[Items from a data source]
-.-.-

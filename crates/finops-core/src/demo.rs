//! Synthetic demo dataset
//!
//! A small account with a known mix of idle, orphaned and well-used
//! resources. Used by `--demo` and throughout the tests.

use chrono::Utc;

use crate::models::{
    BlockVolume, ComputeInstance, CostBreakdown, CostDataset, DatabaseInstance, ElasticAddress,
    ResourceState, Snapshot, Tags,
};

/// Account identifier reported by the demo dataset
pub const DEMO_ACCOUNT_ID: &str = "DEMO-123456789";

fn tags(pairs: &[(&str, &str)]) -> Tags {
    pairs
        .iter()
        .map(|(k, v)| (k.to_string(), v.to_string()))
        .collect()
}

fn breakdown(pairs: &[(&str, f64)]) -> CostBreakdown {
    pairs.iter().map(|(k, v)| (k.to_string(), *v)).collect()
}

fn instance(
    id: &str,
    instance_type: &str,
    state: ResourceState,
    cpu_avg: f64,
    tag_pairs: &[(&str, &str)],
) -> ComputeInstance {
    ComputeInstance {
        id: id.to_string(),
        instance_type: instance_type.to_string(),
        state,
        cpu_avg: Some(cpu_avg),
        tags: tags(tag_pairs),
    }
}

fn volume(
    id: &str,
    size_gb: u64,
    volume_type: &str,
    attached: bool,
    tag_pairs: &[(&str, &str)],
) -> BlockVolume {
    BlockVolume {
        id: id.to_string(),
        size_gb,
        volume_type: volume_type.to_string(),
        state: if attached {
            ResourceState::InUse
        } else {
            ResourceState::Available
        },
        attached: Some(attached),
        tags: tags(tag_pairs),
    }
}

fn snapshot(id: &str, size_gb: u64, age_days: u32, tag_pairs: &[(&str, &str)]) -> Snapshot {
    Snapshot {
        id: id.to_string(),
        size_gb,
        age_days,
        tags: tags(tag_pairs),
    }
}

/// Build the demo dataset for a region
pub fn demo_dataset(region: &str) -> CostDataset {
    use ResourceState::{Running, Stopped};

    let mut dataset = CostDataset::new(DEMO_ACCOUNT_ID, region, Utc::now());

    dataset.instances = vec![
        instance("i-demo001", "t3.medium", Running, 2.3, &[("Environment", "dev"), ("Team", "engineering")]),
        instance("i-demo002", "m5.large", Running, 1.1, &[("Environment", "staging"), ("Team", "data-science")]),
        instance("i-demo003", "t3.large", Running, 3.5, &[("Environment", "dev"), ("Team", "engineering")]),
        instance("i-demo004", "t3.xlarge", Stopped, 0.0, &[("Environment", "dev")]),
        instance("i-prod001", "m5.2xlarge", Running, 65.3, &[("Environment", "production"), ("Team", "backend")]),
        instance("i-prod002", "c5.xlarge", Running, 78.2, &[("Environment", "production"), ("Team", "backend")]),
    ];

    dataset.volumes = vec![
        volume("vol-demo001", 100, "gp2", false, &[]),
        volume("vol-demo002", 50, "gp2", false, &[]),
        volume("vol-demo003", 200, "gp3", true, &[("Environment", "production")]),
        volume("vol-demo004", 500, "gp2", true, &[("Environment", "production")]),
    ];

    dataset.snapshots = vec![
        snapshot("snap-demo001", 80, 120, &[]),
        snapshot("snap-demo002", 100, 150, &[]),
        snapshot("snap-demo003", 50, 200, &[]),
        snapshot("snap-demo004", 30, 45, &[("Backup", "weekly")]),
    ];

    dataset.addresses = vec![
        ElasticAddress {
            id: "eip-demo001".to_string(),
            ip: "54.123.45.67".to_string(),
            attached: Some(false),
            tags: Tags::new(),
        },
        ElasticAddress {
            id: "eip-demo002".to_string(),
            ip: "52.98.76.54".to_string(),
            attached: Some(true),
            tags: tags(&[("Environment", "production")]),
        },
    ];

    dataset.databases = vec![
        DatabaseInstance {
            id: "db-demo001".to_string(),
            instance_class: "db.t3.medium".to_string(),
            engine: "postgres".to_string(),
            state: ResourceState::Available,
            cpu_avg: Some(2.1),
            tags: tags(&[("Environment", "dev")]),
        },
        DatabaseInstance {
            id: "db-prod001".to_string(),
            instance_class: "db.r5.large".to_string(),
            engine: "mysql".to_string(),
            state: ResourceState::Available,
            cpu_avg: Some(45.3),
            tags: tags(&[("Environment", "production")]),
        },
    ];

    dataset.total_monthly_cost = 45234.50;
    dataset.costs_by_service = breakdown(&[
        ("EC2", 18450.00),
        ("RDS", 12300.00),
        ("S3", 5670.00),
        ("Data Transfer", 4890.00),
        ("EBS", 2100.00),
        ("Other", 1824.50),
    ]);
    dataset.costs_by_team = breakdown(&[
        ("engineering", 22100.00),
        ("data-science", 15670.00),
        ("backend", 7464.50),
    ]);
    dataset.costs_by_environment = breakdown(&[
        ("production", 31650.00),
        ("staging", 9050.00),
        ("development", 4534.50),
    ]);

    dataset
}
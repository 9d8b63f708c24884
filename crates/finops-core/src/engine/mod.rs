//! Analysis engines
//!
//! Each engine is a pure function of the dataset and its configuration:
//! - Waste detection (idle and orphaned resources)
//! - Optimization recommendations (consumes waste output)
//! - Forecasting (three fixed growth scenarios)
//! - Governance (required-tag compliance)
//! - Cost visibility (per-breakdown shares)

mod forecast;
mod governance;
mod optimization;
mod visibility;
mod waste;

pub use forecast::{round_cents, Forecast, ForecastScenario, Forecaster, MonthlyProjection};
pub use governance::{ComplianceViolation, GovernanceChecker, GovernanceReport};
pub use optimization::{Level, OptimizationPlan, OptimizationRecommendation, Optimizer};
pub use visibility::{analyze_visibility, breakdown_shares, CostBreakdownEntry, VisibilityReport};
pub use waste::{
    category_savings, ActionItem, Priority, WasteCategories, WasteDetector, WasteFinding,
    WasteReport, WasteTrigger,
};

-.-.-

(What the task asks) The job here is to find each line above with the word "ComputeInstance" and copy it.

(Output for this exercise)
    BlockVolume, ComputeInstance, CostBreakdown, CostDataset, DatabaseInstance, ElasticAddress,
) -> ComputeInstance {
    ComputeInstance {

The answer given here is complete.